Problem details: Scan the listing below for "CouchKvStore", then report every line that has it.

Exercise materials:
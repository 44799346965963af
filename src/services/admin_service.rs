//! Roster listing, session issuing and the global reset.

use tracing::warn;
use uuid::Uuid;

use crate::{
    dao::board::BoardRepository,
    dto::admin::{BoardListResponse, ResetResponse, SessionResponse},
    error::ServiceError,
    state::SharedState,
};

/// Configured board roster.
pub fn list_boards(state: &SharedState) -> BoardListResponse {
    BoardListResponse {
        boards: state.config().boards().to_vec(),
    }
}

/// Hand out a random session token. Sessions are self-asserted; nothing is stored.
pub fn issue_session() -> SessionResponse {
    SessionResponse {
        session_id: Uuid::new_v4().to_string(),
    }
}

/// Delete every key of every configured board, locks included.
pub async fn reset_all(state: &SharedState) -> Result<ResetResponse, ServiceError> {
    let store = state.require_kv_store().await?;
    let boards = state.config().boards().to_vec();

    for board in &boards {
        BoardRepository::new(store.clone(), board.clone())
            .clear()
            .await?;
    }

    warn!(count = boards.len(), "all boards reset");
    Ok(ResetResponse {
        message: "All boards reset".into(),
        boards,
    })
}

#[cfg(test)]
mod tests {
    use std::sync::Arc;

    use super::*;
    use crate::{
        config::AppConfig,
        dao::kv_store::memory::MemoryKvStore,
        services::{board_service, lock_service},
        state::{AppState, geometry::LineKind},
    };

    #[tokio::test]
    async fn reset_wipes_every_board() {
        let store = MemoryKvStore::new();
        let state = AppState::new(AppConfig::default());
        state.install_kv_store(Arc::new(store.clone())).await;

        board_service::set_marked_cells(&state, "ARCO", vec![0, 1, 2, 3, 4])
            .await
            .unwrap();
        board_service::confirm_line(&state, "ARCO", LineKind::Row, 0, vec![0, 1, 2, 3, 4])
            .await
            .unwrap();
        board_service::upsert_comment(&state, "Annenberg", 1, Some("hi".into()))
            .await
            .unwrap();
        lock_service::acquire(&state, "ARCO", "A").await.unwrap();

        let response = reset_all(&state).await.unwrap();
        assert_eq!(response.boards.len(), 6);
        assert!(store.is_empty());

        let view = board_service::get_board(&state, "ARCO").await.unwrap();
        assert_eq!(view.confirmed_count, 0);
        assert!(view.locked_cells.is_empty());
    }

    #[test]
    fn sessions_are_unique() {
        assert_ne!(issue_session().session_id, issue_session().session_id);
    }
}
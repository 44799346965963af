//! Theatre Bingo Back binary entrypoint wiring the REST layer to the selected storage backend.

use std::{env, net::SocketAddr, sync::Arc};

use anyhow::{Context, bail};
use axum::Router;
use futures::{FutureExt, future::BoxFuture};
use tokio::net::TcpListener;
use tower_http::{cors::CorsLayer, trace::TraceLayer};
use tracing::info;
use tracing_subscriber::{layer::SubscriberExt, util::SubscriberInitExt};

use theatre_bingo_back::{
    config::AppConfig,
    dao::{
        kv_store::{KvStore, memory::MemoryKvStore},
        storage::StorageError,
    },
    routes,
    services::storage_supervisor,
    state::{AppState, SharedState},
};

/// Environment variable selecting the storage backend.
const STORAGE_BACKEND_ENV: &str = "STORAGE_BACKEND";

type Connector =
    Box<dyn FnMut() -> BoxFuture<'static, Result<Arc<dyn KvStore>, StorageError>> + Send>;

#[tokio::main]
async fn main() -> anyhow::Result<()> {
    init_tracing();

    let app_state = AppState::new(AppConfig::load());

    let backend = env::var(STORAGE_BACKEND_ENV).unwrap_or_else(|_| "memory".into());
    let connect = storage_connector(&backend)?;
    info!(backend = %backend, "starting storage supervisor");
    tokio::spawn(storage_supervisor::run(app_state.clone(), connect));

    // Build the HTTP router once the shared state is ready.
    let app = build_router(app_state);

    let port = env::var("PORT")
        .or_else(|_| env::var("SERVER_PORT"))
        .ok()
        .and_then(|value| value.parse::<u16>().ok())
        .unwrap_or(8080);

    let addr = SocketAddr::from(([0, 0, 0, 0], port));
    info!(%addr, "starting server");

    let listener = TcpListener::bind(addr).await.context("binding server")?;
    let service = app.into_make_service();
    axum::serve(listener, service)
        .with_graceful_shutdown(shutdown_signal())
        .await
        .context("serving axum")?;

    Ok(())
}

/// Build the connect callback handed to the storage supervisor.
fn storage_connector(backend: &str) -> anyhow::Result<Connector> {
    match backend.trim().to_ascii_lowercase().as_str() {
        "" | "memory" => {
            // One map for the whole process so reconnects keep the data.
            let store = MemoryKvStore::new();
            Ok(Box::new(move || {
                let store: Arc<dyn KvStore> = Arc::new(store.clone());
                async move { Ok::<_, StorageError>(store) }.boxed()
            }))
        }
        #[cfg(feature = "couch-store")]
        "couch" | "couchdb" => {
            use theatre_bingo_back::dao::kv_store::couchdb::{CouchConfig, CouchKvStore};

            let config = CouchConfig::from_env().context("reading CouchDB configuration")?;
            Ok(Box::new(move || {
                let config = config.clone();
                async move {
                    let store = CouchKvStore::connect(config).await?;
                    Ok::<Arc<dyn KvStore>, StorageError>(Arc::new(store))
                }
                .boxed()
            }))
        }
        #[cfg(feature = "mongo-store")]
        "mongo" | "mongodb" => {
            use theatre_bingo_back::dao::kv_store::mongodb::{MongoConfig, MongoKvStore};

            Ok(Box::new(|| {
                async {
                    let config = MongoConfig::from_env().await?;
                    let store = MongoKvStore::connect(config).await?;
                    Ok::<Arc<dyn KvStore>, StorageError>(Arc::new(store))
                }
                .boxed()
            }))
        }
        other => bail!("unsupported {STORAGE_BACKEND_ENV} `{other}` (is the feature enabled?)"),
    }
}

/// Build the top-level router and attach cross-cutting middleware layers.
fn build_router(state: SharedState) -> Router<()> {
    routes::router(state)
        .layer(CorsLayer::permissive())
        .layer(TraceLayer::new_for_http())
}

/// Configure tracing subscribers so logs include spans by default.
fn init_tracing() {
    let env_filter = tracing_subscriber::EnvFilter::try_from_default_env()
        .unwrap_or_else(|_| "info,tower_http=debug".into());
    tracing_subscriber::registry()
        .with(env_filter)
        .with(tracing_subscriber::fmt::layer())
        .init();
}

/// Wait for Ctrl+C or SIGTERM and shut the server down gracefully.
async fn shutdown_signal() {
    #[cfg(unix)]
    {
        use tokio::signal::unix::{SignalKind, signal};

        match signal(SignalKind::terminate()) {
            Ok(mut term) => {
                tokio::select! {
                    _ = tokio::signal::ctrl_c() => {},
                    _ = term.recv() => {},
                }
            }
            Err(_) => {
                let _ = tokio::signal::ctrl_c().await;
            }
        }
    }

    #[cfg(not(unix))]
    {
        let _ = tokio::signal::ctrl_c().await;
    }
}
//! Payloads of the board routes: card state, comments, center text and lines.

use std::collections::BTreeMap;

use serde::{Deserialize, Serialize};
use utoipa::ToSchema;
use validator::Validate;

use crate::{
    dto::validation::validate_cells,
    state::{
        geometry::{LineId, LineKind},
        ledger::ConfirmedLine,
    },
};

/// A line of the card.
#[derive(Debug, Serialize, ToSchema, Clone, PartialEq, Eq)]
pub struct LineSummary {
    #[serde(rename = "type")]
    pub kind: LineKind,
    pub index: u8,
    pub cells: Vec<u8>,
    /// Human readable label, e.g. "Row 1".
    pub name: String,
}

impl From<LineId> for LineSummary {
    fn from(line: LineId) -> Self {
        Self {
            kind: line.kind(),
            index: line.index(),
            cells: line.cells().to_vec(),
            name: line.display_name(),
        }
    }
}

/// A confirmed line with its confirmation time.
#[derive(Debug, Serialize, ToSchema, Clone, PartialEq, Eq)]
pub struct ConfirmedLineSummary {
    #[serde(flatten)]
    pub line: LineSummary,
    /// ISO-8601 confirmation time.
    pub confirmed_at: String,
}

impl From<&ConfirmedLine> for ConfirmedLineSummary {
    fn from(confirmed: &ConfirmedLine) -> Self {
        Self {
            line: confirmed.line.into(),
            confirmed_at: confirmed.confirmed_at.clone(),
        }
    }
}

/// Full state of a board.
#[derive(Debug, Serialize, ToSchema)]
pub struct BoardView {
    pub board: String,
    pub marked_cells: Vec<u8>,
    /// Comments keyed by cell index.
    pub comments: BTreeMap<String, String>,
    pub center_text: String,
    pub confirmed_lines: Vec<ConfirmedLineSummary>,
    /// Cells belonging to confirmed lines; they cannot be marked or unmarked anymore.
    pub locked_cells: Vec<u8>,
    /// Completed lines waiting for confirmation.
    pub pending_lines: Vec<LineSummary>,
    pub confirmed_count: u32,
    pub marked_count: u32,
    pub first_confirmation: Option<String>,
}

/// Replace the whole marked set of a board.
#[derive(Debug, Deserialize, ToSchema, Validate)]
pub struct SetMarkedCellsRequest {
    #[validate(custom(function = "validate_cells"))]
    pub cells: Vec<u8>,
}

/// Mark or unmark a single cell.
#[derive(Debug, Deserialize, ToSchema, Validate)]
pub struct ToggleCellRequest {
    pub marked: bool,
}

/// Marked set after a mutation, with the lines it completed.
#[derive(Debug, Serialize, ToSchema)]
pub struct MarkedCellsResponse {
    pub marked_cells: Vec<u8>,
    pub marked_count: u32,
    /// Completed lines waiting for confirmation.
    pub pending_lines: Vec<LineSummary>,
}

/// Set or clear the comment of a cell. A missing or blank text removes the comment.
#[derive(Debug, Deserialize, ToSchema, Validate)]
pub struct CommentRequest {
    #[validate(range(max = 24))]
    pub cell: u8,
    #[serde(default)]
    pub text: Option<String>,
}

/// Comments of a board after a mutation.
#[derive(Debug, Serialize, ToSchema)]
pub struct CommentsResponse {
    pub comments: BTreeMap<String, String>,
}

/// Replace the text of the free center cell. A missing or blank text restores "FREE".
#[derive(Debug, Deserialize, ToSchema, Validate)]
pub struct CenterTextRequest {
    #[serde(default)]
    pub text: Option<String>,
}

/// Center text after a mutation.
#[derive(Debug, Serialize, ToSchema)]
pub struct CenterTextResponse {
    pub center_text: String,
}

/// Confirm a completed line.
#[derive(Debug, Deserialize, ToSchema, Validate)]
pub struct ConfirmLineRequest {
    #[serde(rename = "type")]
    pub kind: LineKind,
    pub index: u8,
    /// Cells of the line, in card order.
    #[validate(length(equal = 5), custom(function = "validate_cells"))]
    pub cells: Vec<u8>,
}

/// Outcome of a successful confirmation.
#[derive(Debug, Serialize, ToSchema)]
pub struct ConfirmLineResponse {
    pub line: LineSummary,
    pub confirmed_count: u32,
    pub is_first_confirmation: bool,
    pub confirmed_at: String,
}

/// Render comments with string keys, the way they are exchanged with clients.
pub fn comments_by_cell(comments: &BTreeMap<u8, String>) -> BTreeMap<String, String> {
    comments
        .iter()
        .map(|(cell, text)| (cell.to_string(), text.clone()))
        .collect()
}

#[cfg(test)]
mod tests {
    use super::*;
    use serde_json::json;

    #[test]
    fn confirm_request_accepts_short_kind_names() {
        let request: ConfirmLineRequest = serde_json::from_value(json!({
            "type": "col",
            "index": 2,
            "cells": [2, 7, 12, 17, 22]
        }))
        .unwrap();
        assert_eq!(request.kind, LineKind::Column);
        assert!(request.validate().is_ok());
    }

    #[test]
    fn confirm_request_rejects_wrong_cell_count() {
        let request = ConfirmLineRequest {
            kind: LineKind::Row,
            index: 0,
            cells: vec![0, 1, 2, 3],
        };
        assert!(request.validate().is_err());
    }

    #[test]
    fn comment_request_rejects_off_card_cells() {
        let request = CommentRequest {
            cell: 25,
            text: Some("hi".into()),
        };
        assert!(request.validate().is_err());
    }

    #[test]
    fn confirmed_line_summary_is_flat() {
        let line = LineId::new(LineKind::Diagonal, 0).unwrap();
        let summary = ConfirmedLineSummary {
            line: line.into(),
            confirmed_at: "2025-03-01T18:00:00.000Z".into(),
        };
        let value = serde_json::to_value(summary).unwrap();
        assert_eq!(value["type"], "diagonal");
        assert_eq!(value["cells"], json!([0, 6, 12, 18, 24]));
        assert_eq!(value["confirmed_at"], "2025-03-01T18:00:00.000Z");
    }
}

Response to the task:
            use theatre_bingo_back::dao::kv_store::couchdb::{CouchConfig, CouchKvStore};
                    let store = CouchKvStore::connect(config).await?;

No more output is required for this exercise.